Task details »
Each line of the listing that includes "Returns" should be reported.

Provided records »

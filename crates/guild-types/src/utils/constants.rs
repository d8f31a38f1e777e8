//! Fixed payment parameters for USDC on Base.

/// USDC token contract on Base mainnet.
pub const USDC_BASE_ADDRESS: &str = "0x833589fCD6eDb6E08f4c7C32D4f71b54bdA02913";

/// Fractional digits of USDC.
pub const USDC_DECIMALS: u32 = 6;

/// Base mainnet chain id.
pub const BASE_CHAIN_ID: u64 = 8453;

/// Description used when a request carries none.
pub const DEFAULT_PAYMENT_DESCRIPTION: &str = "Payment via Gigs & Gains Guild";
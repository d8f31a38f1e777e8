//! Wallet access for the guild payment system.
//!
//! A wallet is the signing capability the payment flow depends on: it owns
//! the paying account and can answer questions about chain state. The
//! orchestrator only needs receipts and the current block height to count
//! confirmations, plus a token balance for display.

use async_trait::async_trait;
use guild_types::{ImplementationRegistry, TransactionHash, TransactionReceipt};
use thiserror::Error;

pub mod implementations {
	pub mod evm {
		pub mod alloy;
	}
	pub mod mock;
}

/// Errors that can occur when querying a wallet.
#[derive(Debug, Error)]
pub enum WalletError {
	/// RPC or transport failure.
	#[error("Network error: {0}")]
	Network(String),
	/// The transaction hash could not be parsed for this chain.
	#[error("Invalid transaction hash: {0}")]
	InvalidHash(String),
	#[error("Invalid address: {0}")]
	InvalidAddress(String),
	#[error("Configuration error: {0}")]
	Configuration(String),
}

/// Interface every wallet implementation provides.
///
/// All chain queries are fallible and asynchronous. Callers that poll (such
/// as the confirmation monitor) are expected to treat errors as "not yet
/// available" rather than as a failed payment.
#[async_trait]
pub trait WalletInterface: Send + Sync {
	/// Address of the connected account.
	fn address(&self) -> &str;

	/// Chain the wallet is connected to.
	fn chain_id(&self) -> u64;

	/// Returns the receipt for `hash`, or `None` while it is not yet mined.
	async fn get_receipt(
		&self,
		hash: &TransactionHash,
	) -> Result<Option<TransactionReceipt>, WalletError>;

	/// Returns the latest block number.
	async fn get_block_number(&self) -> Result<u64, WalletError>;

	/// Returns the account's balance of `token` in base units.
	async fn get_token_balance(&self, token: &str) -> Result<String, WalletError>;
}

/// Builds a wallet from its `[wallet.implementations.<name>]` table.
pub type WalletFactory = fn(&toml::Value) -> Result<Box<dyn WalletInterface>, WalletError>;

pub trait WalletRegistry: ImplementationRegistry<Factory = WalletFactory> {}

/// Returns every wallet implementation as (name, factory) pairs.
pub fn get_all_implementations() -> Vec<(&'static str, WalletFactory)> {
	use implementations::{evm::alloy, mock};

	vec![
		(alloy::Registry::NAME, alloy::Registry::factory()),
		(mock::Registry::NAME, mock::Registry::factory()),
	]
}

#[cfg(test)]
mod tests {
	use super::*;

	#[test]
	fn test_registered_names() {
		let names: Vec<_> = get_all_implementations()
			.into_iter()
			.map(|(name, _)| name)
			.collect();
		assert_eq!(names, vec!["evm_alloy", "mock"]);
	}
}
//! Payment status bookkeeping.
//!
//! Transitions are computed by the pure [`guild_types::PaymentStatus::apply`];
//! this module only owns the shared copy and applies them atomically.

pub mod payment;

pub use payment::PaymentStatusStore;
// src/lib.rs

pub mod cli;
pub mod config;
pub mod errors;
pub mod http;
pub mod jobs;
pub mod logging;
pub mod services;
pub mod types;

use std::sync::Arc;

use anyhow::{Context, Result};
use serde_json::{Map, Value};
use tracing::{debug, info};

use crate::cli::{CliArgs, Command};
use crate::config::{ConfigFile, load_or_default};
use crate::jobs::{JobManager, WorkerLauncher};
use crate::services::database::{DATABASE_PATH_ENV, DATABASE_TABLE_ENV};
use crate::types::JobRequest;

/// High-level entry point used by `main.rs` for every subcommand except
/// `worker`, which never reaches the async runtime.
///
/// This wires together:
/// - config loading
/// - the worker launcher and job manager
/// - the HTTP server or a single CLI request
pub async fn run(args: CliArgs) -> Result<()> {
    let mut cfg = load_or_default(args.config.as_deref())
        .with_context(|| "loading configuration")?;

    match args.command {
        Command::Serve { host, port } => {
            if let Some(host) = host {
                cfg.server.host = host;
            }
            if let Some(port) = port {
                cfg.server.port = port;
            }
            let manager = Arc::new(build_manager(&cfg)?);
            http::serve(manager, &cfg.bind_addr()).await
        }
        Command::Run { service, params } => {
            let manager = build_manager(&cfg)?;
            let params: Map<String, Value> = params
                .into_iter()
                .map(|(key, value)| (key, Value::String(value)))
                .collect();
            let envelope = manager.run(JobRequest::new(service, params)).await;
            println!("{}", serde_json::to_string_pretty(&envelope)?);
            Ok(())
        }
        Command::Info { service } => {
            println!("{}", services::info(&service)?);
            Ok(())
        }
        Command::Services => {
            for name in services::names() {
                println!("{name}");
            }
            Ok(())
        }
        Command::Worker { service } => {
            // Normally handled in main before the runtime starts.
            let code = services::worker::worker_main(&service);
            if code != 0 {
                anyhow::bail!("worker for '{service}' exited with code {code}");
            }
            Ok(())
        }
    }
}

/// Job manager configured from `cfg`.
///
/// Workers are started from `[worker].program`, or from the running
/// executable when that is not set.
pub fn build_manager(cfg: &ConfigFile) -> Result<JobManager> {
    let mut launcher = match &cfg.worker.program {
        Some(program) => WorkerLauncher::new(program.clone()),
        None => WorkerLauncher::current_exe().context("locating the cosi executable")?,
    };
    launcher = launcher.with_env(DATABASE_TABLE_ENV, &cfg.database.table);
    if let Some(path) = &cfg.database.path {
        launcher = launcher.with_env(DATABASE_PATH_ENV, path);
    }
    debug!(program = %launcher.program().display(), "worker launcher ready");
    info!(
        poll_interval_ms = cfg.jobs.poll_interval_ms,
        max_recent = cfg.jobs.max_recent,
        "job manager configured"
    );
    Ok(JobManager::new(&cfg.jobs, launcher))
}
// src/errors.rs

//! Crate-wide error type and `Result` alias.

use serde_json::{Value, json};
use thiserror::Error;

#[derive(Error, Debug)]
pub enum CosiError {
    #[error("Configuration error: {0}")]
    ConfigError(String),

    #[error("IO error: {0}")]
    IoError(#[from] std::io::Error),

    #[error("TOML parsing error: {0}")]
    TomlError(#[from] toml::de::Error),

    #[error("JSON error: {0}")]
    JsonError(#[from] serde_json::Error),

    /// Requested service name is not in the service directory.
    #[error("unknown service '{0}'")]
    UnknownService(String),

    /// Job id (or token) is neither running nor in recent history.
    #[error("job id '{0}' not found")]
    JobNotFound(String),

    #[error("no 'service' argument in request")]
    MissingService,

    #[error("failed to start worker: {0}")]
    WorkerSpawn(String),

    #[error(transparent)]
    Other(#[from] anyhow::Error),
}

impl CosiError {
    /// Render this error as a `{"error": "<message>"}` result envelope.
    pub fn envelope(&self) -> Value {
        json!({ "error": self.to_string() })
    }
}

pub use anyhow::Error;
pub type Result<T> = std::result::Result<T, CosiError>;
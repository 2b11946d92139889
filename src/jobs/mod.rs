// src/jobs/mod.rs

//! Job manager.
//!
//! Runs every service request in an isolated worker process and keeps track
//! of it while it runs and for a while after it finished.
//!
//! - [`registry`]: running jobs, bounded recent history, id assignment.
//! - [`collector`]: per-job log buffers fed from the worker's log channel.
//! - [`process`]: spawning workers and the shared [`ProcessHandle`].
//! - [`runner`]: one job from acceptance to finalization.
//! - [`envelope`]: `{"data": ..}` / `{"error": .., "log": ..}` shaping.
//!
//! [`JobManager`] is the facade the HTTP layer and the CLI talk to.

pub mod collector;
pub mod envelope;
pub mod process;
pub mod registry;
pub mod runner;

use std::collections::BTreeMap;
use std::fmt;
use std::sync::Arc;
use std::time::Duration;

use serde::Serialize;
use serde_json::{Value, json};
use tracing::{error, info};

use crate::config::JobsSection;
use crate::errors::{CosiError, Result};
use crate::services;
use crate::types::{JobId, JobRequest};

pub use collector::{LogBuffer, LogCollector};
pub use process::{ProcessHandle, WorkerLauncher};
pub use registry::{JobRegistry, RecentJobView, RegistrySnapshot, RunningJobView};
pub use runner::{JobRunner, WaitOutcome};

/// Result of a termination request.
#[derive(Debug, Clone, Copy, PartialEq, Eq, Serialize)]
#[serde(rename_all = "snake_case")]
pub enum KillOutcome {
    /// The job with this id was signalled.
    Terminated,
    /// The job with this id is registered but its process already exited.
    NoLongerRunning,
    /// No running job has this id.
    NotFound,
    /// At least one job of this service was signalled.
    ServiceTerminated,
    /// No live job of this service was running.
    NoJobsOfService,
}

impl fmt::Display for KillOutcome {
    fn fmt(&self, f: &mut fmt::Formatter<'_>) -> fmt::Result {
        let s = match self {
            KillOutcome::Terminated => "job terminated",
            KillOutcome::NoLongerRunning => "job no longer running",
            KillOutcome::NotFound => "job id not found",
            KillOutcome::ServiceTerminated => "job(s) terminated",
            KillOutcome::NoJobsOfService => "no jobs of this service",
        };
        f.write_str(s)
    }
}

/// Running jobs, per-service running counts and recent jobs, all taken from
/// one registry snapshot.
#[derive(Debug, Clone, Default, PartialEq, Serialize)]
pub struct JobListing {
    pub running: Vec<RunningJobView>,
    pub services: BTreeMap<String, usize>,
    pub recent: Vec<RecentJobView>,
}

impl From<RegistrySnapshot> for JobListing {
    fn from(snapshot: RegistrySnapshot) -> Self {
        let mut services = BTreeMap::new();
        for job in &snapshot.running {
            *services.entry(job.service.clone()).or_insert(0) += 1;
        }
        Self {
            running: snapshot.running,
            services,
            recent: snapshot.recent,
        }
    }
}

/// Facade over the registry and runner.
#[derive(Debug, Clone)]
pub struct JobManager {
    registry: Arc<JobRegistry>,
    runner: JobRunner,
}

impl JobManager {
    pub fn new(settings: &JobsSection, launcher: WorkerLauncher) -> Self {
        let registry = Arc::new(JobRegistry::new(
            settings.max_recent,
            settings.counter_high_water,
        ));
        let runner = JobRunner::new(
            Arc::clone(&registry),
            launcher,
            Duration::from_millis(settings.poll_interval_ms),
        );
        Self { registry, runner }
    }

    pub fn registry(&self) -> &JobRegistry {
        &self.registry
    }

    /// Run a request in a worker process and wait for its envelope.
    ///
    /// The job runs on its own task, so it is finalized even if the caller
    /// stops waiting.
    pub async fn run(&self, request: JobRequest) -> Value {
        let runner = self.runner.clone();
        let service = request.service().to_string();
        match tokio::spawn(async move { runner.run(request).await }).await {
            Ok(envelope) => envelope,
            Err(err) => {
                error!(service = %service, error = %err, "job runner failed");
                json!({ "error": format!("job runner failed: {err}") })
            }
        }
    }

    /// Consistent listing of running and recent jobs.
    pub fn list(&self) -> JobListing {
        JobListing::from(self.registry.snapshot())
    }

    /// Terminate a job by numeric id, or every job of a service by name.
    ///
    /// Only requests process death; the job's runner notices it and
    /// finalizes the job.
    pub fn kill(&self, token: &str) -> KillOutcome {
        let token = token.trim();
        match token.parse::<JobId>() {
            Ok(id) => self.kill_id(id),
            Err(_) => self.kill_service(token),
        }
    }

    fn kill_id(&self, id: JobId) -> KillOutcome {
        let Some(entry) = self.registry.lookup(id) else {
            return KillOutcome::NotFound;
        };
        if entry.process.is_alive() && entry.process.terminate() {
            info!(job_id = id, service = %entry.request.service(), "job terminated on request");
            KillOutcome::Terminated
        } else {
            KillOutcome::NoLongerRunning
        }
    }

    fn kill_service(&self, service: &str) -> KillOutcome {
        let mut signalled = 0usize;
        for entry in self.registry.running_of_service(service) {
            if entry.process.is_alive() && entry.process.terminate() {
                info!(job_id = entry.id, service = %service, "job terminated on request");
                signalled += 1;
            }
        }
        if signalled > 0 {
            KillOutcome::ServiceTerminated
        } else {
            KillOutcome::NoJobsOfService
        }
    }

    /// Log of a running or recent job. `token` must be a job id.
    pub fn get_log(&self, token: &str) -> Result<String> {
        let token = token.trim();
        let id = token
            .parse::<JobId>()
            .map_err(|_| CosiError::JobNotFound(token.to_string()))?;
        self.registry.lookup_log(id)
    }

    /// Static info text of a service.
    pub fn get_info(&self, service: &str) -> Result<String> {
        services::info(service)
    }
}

Reply to the exercise »
	/// Returns the receipt for `hash`, or `None` while it is not yet mined.
	/// Returns the latest block number.
	/// Returns the account's balance of `token` in base units.
/// Returns every wallet implementation as (name, factory) pairs.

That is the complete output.